A well-maintained port is usually an indicator of a well-managed port. The Harbour Master will work with the port's engineers and maintenance department to ensure that infrastructure and assets essential for marine operations are maintained and fit for purpose. Major infrastructure and smaller assets should be recorded in an asset register, inspected periodically and be subject to planned maintenance.

Effective adaptation of port assets and infrastructure to climate change, including rising sea levels and increasing storminess, is essential for business continuity and safety management. Guidance on climate change adaptation is available from PIANC.

Port Approach and Fairways

Navigable channels are the arteries of a port. They must have adequate depth and width for the maximum size of vessels using the port. The regular survey of channels and the optimum placement of aids to navigation are among the primary responsibilities of ports and usually require the permission of a national lighthouse authority. Many ports, as Local Lighthouse Authorities under the national organisation, are responsible for the maintenance of Aids to Navigation in their area of jurisdiction.

Dredging and dredging regimes

The increasing size of ships is a challenge for ports which in order to remain competitive may need to increase the depth and breadth of their approach channels and berths. Dredging and the disposal of dredged material have become increasingly contentious due to potential environmental impacts. This can affect the timely development of port facilities.

Deep water routes, traffic separation schemes, anchor areas

Vessels optimize efficiency as they navigate between major ports. As a result shipping can be highly concentrated into modern sea-lanes. The presence of deep water routes and traffic separation schemes may increase the difficulty of safe port access for visiting vessels.

Hydrographic services

Ports are increasingly operating on reduced under-keel clearance margins due to increasing vessel size, which in turn requires more efficient hydrographic data and services. Ports need to be able to collect, process and publish data on port conditions in a timely manner and provide increasing amounts of meteorological and tidal data in real time.

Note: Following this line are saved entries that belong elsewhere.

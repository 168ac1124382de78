//! The `transport` module is responsible for handling network communication
//! with clients via WebSockets.
//!
//! It defines the wire envelope shared by the data and control channels,
//! the handshake and socket loop that feed frames into a `Connection`, and a
//! small relay that lets clients subscribe and publish over the data channel.

pub mod message;
pub mod relay;
pub mod websocket;

pub use websocket::start_websocket_server;
//! The `connection` module defines the representation of one logical session
//! in the Pub/Sub system.
//!
//! It provides the [`Connection`] struct, which owns the subscription and
//! transaction bookkeeping for a single socket, and the per-connection event
//! multiplexer that fans inbound frames out to typed listeners.

pub mod hub;
pub mod session;

pub use hub::Listener;
pub use session::{
    Connection, ConnectionState, MergeStrategy, SubscriptionTracker, Transaction,
    TransactionSubscription,
};
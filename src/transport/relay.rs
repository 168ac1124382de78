//! Data-channel relay
//!
//! A minimal application layer over the session core, used by the binary:
//! - `subscribe` `{transactionId, subscriptions: [{type, mergeStrategy?, upsertKey?}]}`
//!   adds each subscription and answers with `subscribed` carrying the
//!   transaction header
//! - `publish` `{topic, payload}` broadcasts `payload` to `topic`
//!
//! Malformed requests are dropped.

use std::sync::Arc;

use serde::Deserialize;
use serde_json::Value;
use tokio::task::JoinHandle;
use tracing::debug;

use crate::connection::{Connection, TransactionSubscription};
use crate::server::SessionServer;

pub const SUBSCRIBE_TYPE: &str = "subscribe";
pub const SUBSCRIBED_TYPE: &str = "subscribed";
pub const PUBLISH_TYPE: &str = "publish";

#[derive(Debug, Deserialize)]
pub struct SubscribeRequest {
    #[serde(rename = "transactionId")]
    pub transaction_id: String,
    pub subscriptions: Vec<TransactionSubscription>,
}

#[derive(Debug, Deserialize)]
pub struct PublishRequest {
    pub topic: String,
    #[serde(default)]
    pub payload: Value,
}

/// Starts the relay for one connection. The tasks end on their own when the
/// connection closes.
pub fn attach_relay(server: &Arc<SessionServer>, connection: &Arc<Connection>) -> Vec<JoinHandle<()>> {
    let mut subscribes = connection.listen_data(SUBSCRIBE_TYPE);
    let mut publishes = connection.listen_data(PUBLISH_TYPE);

    let subscriber = {
        let connection = connection.clone();
        tokio::spawn(async move {
            while let Some(payload) = subscribes.recv().await {
                let request: SubscribeRequest = match serde_json::from_value(payload) {
                    Ok(request) => request,
                    Err(e) => {
                        debug!(connection_id = %connection.id(), "Invalid subscribe request: {e}");
                        continue;
                    }
                };
                for sub in request.subscriptions {
                    connection.add_subscription(
                        &sub.topic,
                        &request.transaction_id,
                        sub.merge_strategy,
                        sub.upsert_key,
                    );
                }
                if let Some(header) = connection.transaction(&request.transaction_id) {
                    if let Ok(header) = serde_json::to_value(header) {
                        connection.send_data(SUBSCRIBED_TYPE, header);
                    }
                }
            }
        })
    };

    let publisher = {
        let server = server.clone();
        let connection_id = connection.id().to_string();
        tokio::spawn(async move {
            while let Some(payload) = publishes.recv().await {
                match serde_json::from_value::<PublishRequest>(payload) {
                    Ok(request) => {
                        server.send_data(&request.topic, request.payload);
                        debug!(connection_id = %connection_id, topic = %request.topic, "published");
                    }
                    Err(e) => {
                        debug!(connection_id = %connection_id, "Invalid publish request: {e}");
                    }
                }
            }
        })
    };

    vec![subscriber, publisher]
}
//! Wire envelope
//!
//! Every text frame is `<prefix><json>` where the prefix selects the channel
//! (`m:` for data, `c:` for control) and the JSON is `{"type": .., "payload": ..}`.
//! Frames that fail to parse are not errors: `deserialize` returns `None` and
//! the caller drops them.

use serde::{Deserialize, Serialize};
use serde_json::Value;

pub const DATA_PREFIX: &str = "m:";
pub const CONTROL_PREFIX: &str = "c:";

/// The two logical channels multiplexed over one socket.
#[derive(Debug, Clone, Copy, PartialEq, Eq, Hash)]
pub enum Channel {
    Data,
    Control,
}

impl Channel {
    pub fn prefix(self) -> &'static str {
        match self {
            Channel::Data => DATA_PREFIX,
            Channel::Control => CONTROL_PREFIX,
        }
    }
}

/// A decoded `{type, payload}` envelope.
#[derive(Debug, Clone, PartialEq, Serialize, Deserialize)]
pub struct SocketMessage {
    #[serde(rename = "type")]
    pub kind: String,
    #[serde(default)]
    pub payload: Value,
}

impl SocketMessage {
    pub fn new(kind: impl Into<String>, payload: Value) -> Self {
        Self {
            kind: kind.into(),
            payload,
        }
    }
}

/// Frames a message for `channel`. Key order is always `type` then `payload`.
pub fn serialize(channel: Channel, kind: &str, payload: &Value) -> String {
    format!(
        "{}{{\"type\":{},\"payload\":{}}}",
        channel.prefix(),
        Value::String(kind.to_string()),
        payload
    )
}

/// Parses a frame if it carries `channel`'s prefix and a JSON object. A
/// missing or non-string `type` decodes as the empty string, which no typed
/// listener matches; a missing `payload` decodes as `null`.
pub fn deserialize(channel: Channel, text: &str) -> Option<SocketMessage> {
    let body = text.strip_prefix(channel.prefix())?.trim();
    let value: Value = serde_json::from_str(body).ok()?;
    let Value::Object(mut object) = value else {
        return None;
    };
    let kind = match object.remove("type") {
        Some(Value::String(kind)) => kind,
        _ => String::new(),
    };
    let payload = object.remove("payload").unwrap_or(Value::Null);
    Some(SocketMessage { kind, payload })
}

/// Tries both channels, data first.
pub fn classify(text: &str) -> Option<(Channel, SocketMessage)> {
    if let Some(message) = deserialize(Channel::Data, text) {
        return Some((Channel::Data, message));
    }
    deserialize(Channel::Control, text).map(|message| (Channel::Control, message))
}
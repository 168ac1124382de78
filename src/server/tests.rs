use std::sync::Arc;
use std::sync::atomic::{AtomicUsize, Ordering};
use std::time::Duration;

use serde_json::json;
use tokio::sync::mpsc::{UnboundedReceiver, unbounded_channel};
use tokio::time::sleep;
use tungstenite::protocol::Message as WsMessage;

use super::{ServerOptions, SessionServer};
use crate::connection::{Connection, ConnectionState, MergeStrategy};
use crate::protocol::ConnectionResolver;
use crate::protocol::token::CLIENT_TOKEN_TYPE;
use crate::test_support::{drain_frames, spawn_fake_transport};
use crate::transport::message::{Channel, deserialize};
use crate::utils::error::SessionError;

const RSA_PRIVATE: &str = include_str!("../../tests/fixtures/rsa_private.pem");
const RSA_PUBLIC: &str = include_str!("../../tests/fixtures/rsa_public.pem");

fn server() -> Arc<SessionServer> {
    SessionServer::new(ServerOptions::new("secret")).unwrap()
}

fn attach(server: &Arc<SessionServer>, address: &str) -> (Arc<Connection>, UnboundedReceiver<WsMessage>) {
    let (tx, rx) = unbounded_channel();
    let connection = server.attach(address, tx);
    spawn_fake_transport(&connection);
    (connection, rx)
}

async fn wait_for(mut done: impl FnMut() -> bool) {
    tokio::time::timeout(Duration::from_secs(5), async {
        while !done() {
            sleep(Duration::from_millis(1)).await;
        }
    })
    .await
    .expect("condition never became true");
}

#[test]
fn test_construction_requires_private_key() {
    assert!(matches!(
        SessionServer::new(ServerOptions::new("")),
        Err(SessionError::Configuration(_))
    ));
}

#[test]
fn test_asymmetric_construction_requires_public_key() {
    let options = ServerOptions::new(RSA_PRIVATE).with_algorithm("RS256");
    assert!(matches!(
        SessionServer::new(options),
        Err(SessionError::Configuration(_))
    ));

    let options = ServerOptions::new(RSA_PRIVATE)
        .with_algorithm("RS256")
        .with_public_key(RSA_PUBLIC);
    assert!(SessionServer::new(options).is_ok());
}

#[tokio::test]
async fn test_attach_registers_and_issues_token() {
    let server = server();
    let (conn, mut rx) = attach(&server, "1.2.3.4");
    assert_eq!(server.connection_count(), 1);
    assert!(server.connection(conn.id()).is_some());

    let mut frames = Vec::new();
    wait_for(|| {
        frames.extend(drain_frames(&mut rx));
        !frames.is_empty()
    })
    .await;
    let message = deserialize(Channel::Control, &frames[0]).unwrap();
    assert_eq!(message.kind, CLIENT_TOKEN_TYPE);
    let payload = server
        .tokens()
        .verify(message.payload.as_str().unwrap())
        .unwrap();
    assert_eq!(payload.client_id, conn.id());
    assert_eq!(payload.address, "1.2.3.4");
}

#[tokio::test]
async fn test_on_connection_hook_runs() {
    let seen = Arc::new(AtomicUsize::new(0));
    let counter = seen.clone();
    let options = ServerOptions::new("secret").with_on_connection(move |_, _| {
        counter.fetch_add(1, Ordering::SeqCst);
    });
    let server = SessionServer::new(options).unwrap();
    let _a = attach(&server, "1.2.3.4");
    let _b = attach(&server, "1.2.3.4");
    assert_eq!(seen.load(Ordering::SeqCst), 2);
}

#[tokio::test]
async fn test_send_data_to_unknown_topic_is_noop() {
    let server = server();
    assert!(server.send_data("nobody", json!({"price": 1})).is_none());

    let called = Arc::new(AtomicUsize::new(0));
    let flag = called.clone();
    server.send_data_with("nobody", json!(1), move |_| {
        flag.fetch_add(1, Ordering::SeqCst);
    });
    sleep(Duration::from_millis(10)).await;
    assert_eq!(called.load(Ordering::SeqCst), 0);
}

#[tokio::test]
async fn test_send_data_is_deferred_and_reaches_subscribers() {
    let server = server();
    let (a, mut a_rx) = attach(&server, "1.2.3.4");
    let (b, mut b_rx) = attach(&server, "1.2.3.4");
    let (_c, mut c_rx) = attach(&server, "1.2.3.4");
    a.add_subscription("quotes", "tx1", MergeStrategy::Replace, None);
    b.add_subscription("quotes", "tx9", MergeStrategy::Append, None);

    // let token issuance settle, then discard it
    sleep(Duration::from_millis(10)).await;
    drain_frames(&mut a_rx);
    drain_frames(&mut b_rx);
    drain_frames(&mut c_rx);

    let first = server.send_data("quotes", json!({"price": 1})).unwrap();
    let second = server.send_data("quotes", json!({"price": 2})).unwrap();
    // nothing is delivered within the caller's turn
    assert!(drain_frames(&mut a_rx).is_empty());

    assert_eq!(first.await.unwrap(), 2);
    assert_eq!(second.await.unwrap(), 2);

    let expected = vec![
        r#"m:{"type":"quotes","payload":{"price":1}}"#.to_string(),
        r#"m:{"type":"quotes","payload":{"price":2}}"#.to_string(),
    ];
    assert_eq!(drain_frames(&mut a_rx), expected);
    assert_eq!(drain_frames(&mut b_rx), expected);
    assert!(drain_frames(&mut c_rx).is_empty());
}

#[tokio::test]
async fn test_send_data_with_reports_sends() {
    let server = server();
    let (a, _a_rx) = attach(&server, "1.2.3.4");
    a.add_subscription("quotes", "tx1", MergeStrategy::Replace, None);

    let sent = Arc::new(AtomicUsize::new(usize::MAX));
    let out = sent.clone();
    server.send_data_with("quotes", json!(1), move |n| {
        out.store(n, Ordering::SeqCst);
    });
    wait_for(|| sent.load(Ordering::SeqCst) == 1).await;
}

#[tokio::test]
async fn test_registry_tracks_refcount_transitions() {
    let server = server();
    let (a, _rx) = attach(&server, "1.2.3.4");

    a.add_subscription("quotes", "tx1", MergeStrategy::Replace, None);
    a.add_subscription("quotes", "tx2", MergeStrategy::Replace, None);
    assert_eq!(server.subscribers("quotes").len(), 1);

    a.remove_subscriptions("tx1");
    assert_eq!(server.subscribers("quotes").len(), 1);
    a.remove_subscriptions("tx2");
    assert!(server.subscribers("quotes").is_empty());
    assert!(server.send_data("quotes", json!(1)).is_none());
}

#[tokio::test]
async fn test_transfer_requires_matching_address() {
    let server = server();

    // A holds tx1/quotes, then its socket goes away
    let (a, _a_rx) = attach(&server, "1.2.3.4");
    a.add_subscription("quotes", "tx1", MergeStrategy::Replace, None);
    let token = server.tokens().sign(a.id(), "1.2.3.4").unwrap();
    a.close();
    a.closed().await;

    // B reconnects from the same address and adopts A's transactions
    let (b, _b_rx) = attach(&server, "1.2.3.4");
    assert!(b.receive(&format!(
        r#"c:{{"type":"client-change","payload":"{token}"}}"#
    )));
    wait_for(|| b.subscription_count("quotes") == 1).await;
    assert_eq!(b.transaction("tx1"), a.transaction("tx1"));
    assert_eq!(b.transaction_ids(), vec!["tx1".to_string()]);
    assert_eq!(b.state(), ConnectionState::Open);

    // C presents the same token from elsewhere and is thrown out
    let (c, _c_rx) = attach(&server, "5.6.7.8");
    assert!(c.receive(&format!(
        r#"c:{{"type":"client-change","payload":"{token}"}}"#
    )));
    c.closed().await;
    assert!(c.get_all_subscriptions().is_empty());
    assert_eq!(b.state(), ConnectionState::Open);
}

#[tokio::test]
async fn test_address_mismatch_closes_referenced_live_connection() {
    let server = server();
    let (victim, _rx) = attach(&server, "1.2.3.4");
    let token = server.tokens().sign(victim.id(), "1.2.3.4").unwrap();

    let result = server.get_connection(&token, "5.6.7.8");
    assert!(matches!(result, Err(SessionError::AddressMismatch { .. })));
    victim.closed().await;
}

#[tokio::test]
async fn test_get_connection_failures() {
    let server = server();
    let (a, _rx) = attach(&server, "1.2.3.4");

    let other = SessionServer::new(ServerOptions::new("other-secret")).unwrap();
    let forged = other.tokens().sign(a.id(), "1.2.3.4").unwrap();
    assert!(matches!(
        server.get_connection(&forged, "1.2.3.4"),
        Err(SessionError::InvalidToken(_))
    ));

    let unknown = server.tokens().sign("feedface", "1.2.3.4").unwrap();
    assert!(matches!(
        server.get_connection(&unknown, "1.2.3.4"),
        Err(SessionError::UnknownConnection(_))
    ));

    let valid = server.tokens().sign(a.id(), "1.2.3.4").unwrap();
    assert_eq!(server.get_connection(&valid, "1.2.3.4").unwrap().id(), a.id());
    assert_eq!(a.state(), ConnectionState::Open);
}

#[tokio::test(start_paused = true)]
async fn test_closed_connection_leaves_topics_but_stays_resolvable_for_grace_period() {
    let server = SessionServer::new(
        ServerOptions::new("secret").with_dispose_meta_after(Duration::from_secs(600)),
    )
    .unwrap();
    let (a, _a_rx) = attach(&server, "1.2.3.4");
    let (b, _b_rx) = attach(&server, "1.2.3.4");
    a.add_subscription("quotes", "tx1", MergeStrategy::Replace, None);
    b.add_subscription("quotes", "tx1", MergeStrategy::Replace, None);
    let token = server.tokens().sign(a.id(), "1.2.3.4").unwrap();

    a.close();
    a.closed().await;
    sleep(Duration::from_millis(1)).await;

    // out of the broadcast index at once
    let subscribers = server.subscribers("quotes");
    assert_eq!(subscribers.len(), 1);
    assert_eq!(subscribers[0].id(), b.id());
    assert_eq!(server.send_data("quotes", json!(1)).unwrap().await.unwrap(), 1);

    // still resolvable, with its book intact, until the grace period ends
    sleep(Duration::from_secs(599)).await;
    let resolved = server.get_connection(&token, "1.2.3.4").unwrap();
    assert_eq!(resolved.get_all_subscriptions(), vec!["quotes".to_string()]);

    sleep(Duration::from_secs(2)).await;
    assert!(server.connection(a.id()).is_none());
    assert!(matches!(
        server.get_connection(&token, "1.2.3.4"),
        Err(SessionError::UnknownConnection(_))
    ));
    assert_eq!(server.connection_count(), 1);
}
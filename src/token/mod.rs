//! The `token` module signs and verifies the compact credential that lets a
//! reconnecting client adopt the subscriptions of its previous connection.
//!
//! A token binds a connection id to the network address it was issued to.

pub mod codec;

pub use codec::{TokenCodec, TokenPayload};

Operation of bridges and locks

When locks and bridges are part of the port’s infrastructure there can be a conflict between the scheduling of ships and use of public access routes over locks and bridges. Maritime security must also be considered when roads and rail cross waterways used by ships.

Sustainability

With the increasing emphasis on environmental sustainability, many ports have responded to ensure that their operations are environmentally sustainable and committed themselves to working towards improved environmental performance through focused action on the following areas: air quality, energy conservation and climate change, waste management, noise management, and water (both consumption and quality) management.

Harbour Masters have a key role to play including the implementation of pollution-prevention measures and the development of contingency plans and responses to oil spills, dealing with the immediate effects of the oil spill and aiming to minimise the impact on the port’s customers and stakeholders.

Harbour Masters may control waste management services in ports, including the disposal of dangerous chemicals. Ballast water protocols aim to prevent the accidental introduction of exotic and potentially invasive aquatic organisms into ports in order to protect the marine environment.

A further environmental concern is the need to reduce greenhouse gases. Sources of air pollution within ports can be of concern because of the potential for harm to both port users and the health of people living close to the port.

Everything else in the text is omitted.